I am still in disbelief that a ceylon (gold) puffer gets 6-8". Mine hasnt seem to have grown at all in about 2 months.


----------



## rday (Mar 10, 2003)

puffers grow very slow. ive had my green spots for about 6 months now and they've hardly grown at all


----------



## o snap its eric (Feb 19, 2003)

BeansAranguren said:


> I am still in disbelief that a ceylon (gold) puffer gets 6-8". Mine hasnt seem to have grown at all in about 2 months.


 Only if i had a digi cam bakc then but i have various poeple to vouh that my ceylons were at least 8". Ceylons are often confused with larger spotted or fig 8 puffers.... Ceylons are seasonal thererfore pretty hard to get a real ceylon. But as you guys should know, puffers are often mislabeled because they all look a like. If you want, you can confirm this with a guy in predfish that i have talk to a lot about puffers. His user name is "wickedpuffers" He is currently breeding congos i think. He knows a thing or two about puffers







But yeah, as far as i know, i had real ceylons and i paid a good price for them and they were at least 8" and growing. Yes puffers grow slow


----------



## mpdt (Jul 16, 2003)

All of you say puffers grow slowly so when we buy our house in the next 6 months and get a 55 gal tank to put the puffers in, I don't see a problem with this. Thanks for all the good advice.
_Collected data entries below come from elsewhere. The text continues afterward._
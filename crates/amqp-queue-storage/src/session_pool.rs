//! Pool of reusable sessions for push calls.
//!
//! Opening a session costs a broker round trip, so push calls borrow one from
//! the pool and give it back when done. The capacity is advisory: a miss
//! always opens a new session rather than waiting, and sessions given back to
//! a full pool are dropped. Sessions the broker closed are discarded instead
//! of being handed out again.

use crate::connection::ConnectionAmqp;
use crate::error::QueueError;
use crate::transport::AmqpSession;
use std::ops::Deref;
use std::sync::atomic::{AtomicUsize, Ordering};
use std::sync::{Arc, Mutex, MutexGuard, PoisonError};
use tracing::{debug, trace};

#[cfg(test)]
#[path = "session_pool_tests.rs"]
mod tests;

pub struct SessionPool {
    connection: Arc<dyn ConnectionAmqp>,
    capacity: usize,
    idle: Mutex<Vec<Arc<dyn AmqpSession>>>,
    checked_out: AtomicUsize,
    created: AtomicUsize,
}

impl SessionPool {
    pub fn new(connection: Arc<dyn ConnectionAmqp>, capacity: usize) -> Self {
        Self {
            connection,
            capacity: capacity.max(1),
            idle: Mutex::new(Vec::new()),
            checked_out: AtomicUsize::new(0),
            created: AtomicUsize::new(0),
        }
    }

    fn idle_sessions(&self) -> MutexGuard<'_, Vec<Arc<dyn AmqpSession>>> {
        self.idle.lock().unwrap_or_else(PoisonError::into_inner)
    }

    /// Borrow a session, opening a new one when no open idle session exists.
    ///
    /// The session goes back to the pool when the returned guard is dropped.
    pub async fn acquire(&self) -> Result<PooledSession<'_>, QueueError> {
        let reused = {
            let mut idle = self.idle_sessions();
            let mut found = None;
            while let Some(session) = idle.pop() {
                if session.is_closed() {
                    debug!(session = session.id(), "Discarding closed pooled session");
                    continue;
                }
                found = Some(session);
                break;
            }
            found
        };

        let session = match reused {
            Some(session) => session,
            None => {
                let session = self.connection.transport()?.open_session().await?;
                self.created.fetch_add(1, Ordering::SeqCst);
                trace!(session = session.id(), "Opened pooled session");
                session
            }
        };

        self.checked_out.fetch_add(1, Ordering::SeqCst);
        Ok(PooledSession {
            pool: self,
            session,
        })
    }

    fn give_back(&self, session: Arc<dyn AmqpSession>) {
        self.checked_out.fetch_sub(1, Ordering::SeqCst);

        if session.is_closed() {
            debug!(session = session.id(), "Dropping closed session instead of pooling it");
            return;
        }

        let mut idle = self.idle_sessions();
        if idle.len() < self.capacity {
            idle.push(session);
        } else {
            trace!(session = session.id(), capacity = self.capacity, "Session pool full");
        }
    }

    pub fn capacity(&self) -> usize {
        self.capacity
    }

    /// Sessions waiting in the pool
    pub fn idle(&self) -> usize {
        self.idle_sessions().len()
    }

    /// Sessions currently borrowed
    pub fn checked_out(&self) -> usize {
        self.checked_out.load(Ordering::SeqCst)
    }

    /// Sessions opened by this pool so far
    pub fn created(&self) -> usize {
        self.created.load(Ordering::SeqCst)
    }
}

/// A session borrowed from a [`SessionPool`], returned on drop
pub struct PooledSession<'a> {
    pool: &'a SessionPool,
    session: Arc<dyn AmqpSession>,
}

impl Deref for PooledSession<'_> {
    type Target = dyn AmqpSession;

    fn deref(&self) -> &Self::Target {
        self.session.as_ref()
    }
}

impl Drop for PooledSession<'_> {
    fn drop(&mut self) {
        self.pool.give_back(Arc::clone(&self.session));
    }
}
By the way I did do an internet search, but I wanted experienced people who own puffers to get advice from.


----------



## lament configuration (Jun 22, 2003)

I am a proud puffer owner.


----------



## cangus (Aug 10, 2003)

mpdt said:


> They are in a 5 gal hex tank with white gravel and a small air stone. I thought of adding 3 feeder glodfish my wife has kept with her red eyed tetras.


 wont the puffers eat the goldfish??


----------



## piranha45 (Apr 8, 2003)

cangus said:


> mpdt said:
> 
> 
> > They are in a 5 gal hex tank with white gravel and a small air stone. I thought of adding 3 feeder glodfish my wife has kept with her red eyed tetras.
> ...


 not unless the goldfish easily fit into the puffers' mouth, which in your case I imagine they do not.


----------



## mpdt (Jul 16, 2003)

No, all the other fish are bigger than the puffers.


----------



## o snap its eric (Feb 19, 2003)

you will see fin nipping


----------



## mpdt (Jul 16, 2003)

I see fin nipping with my 6 red eyed tetras, so all the fish should be fine.


----------



## v4p0r (Aug 14, 2003)

Im hopefully gonna be able to find a nice sized mbu soon for my puffer tank. PUFFERS KICKASS


----------



## lament configuration (Jun 22, 2003)

are mbu puffers uncommon in the lfs scene. I have seen the whole range from target, figure 8, gold but never that species.


----------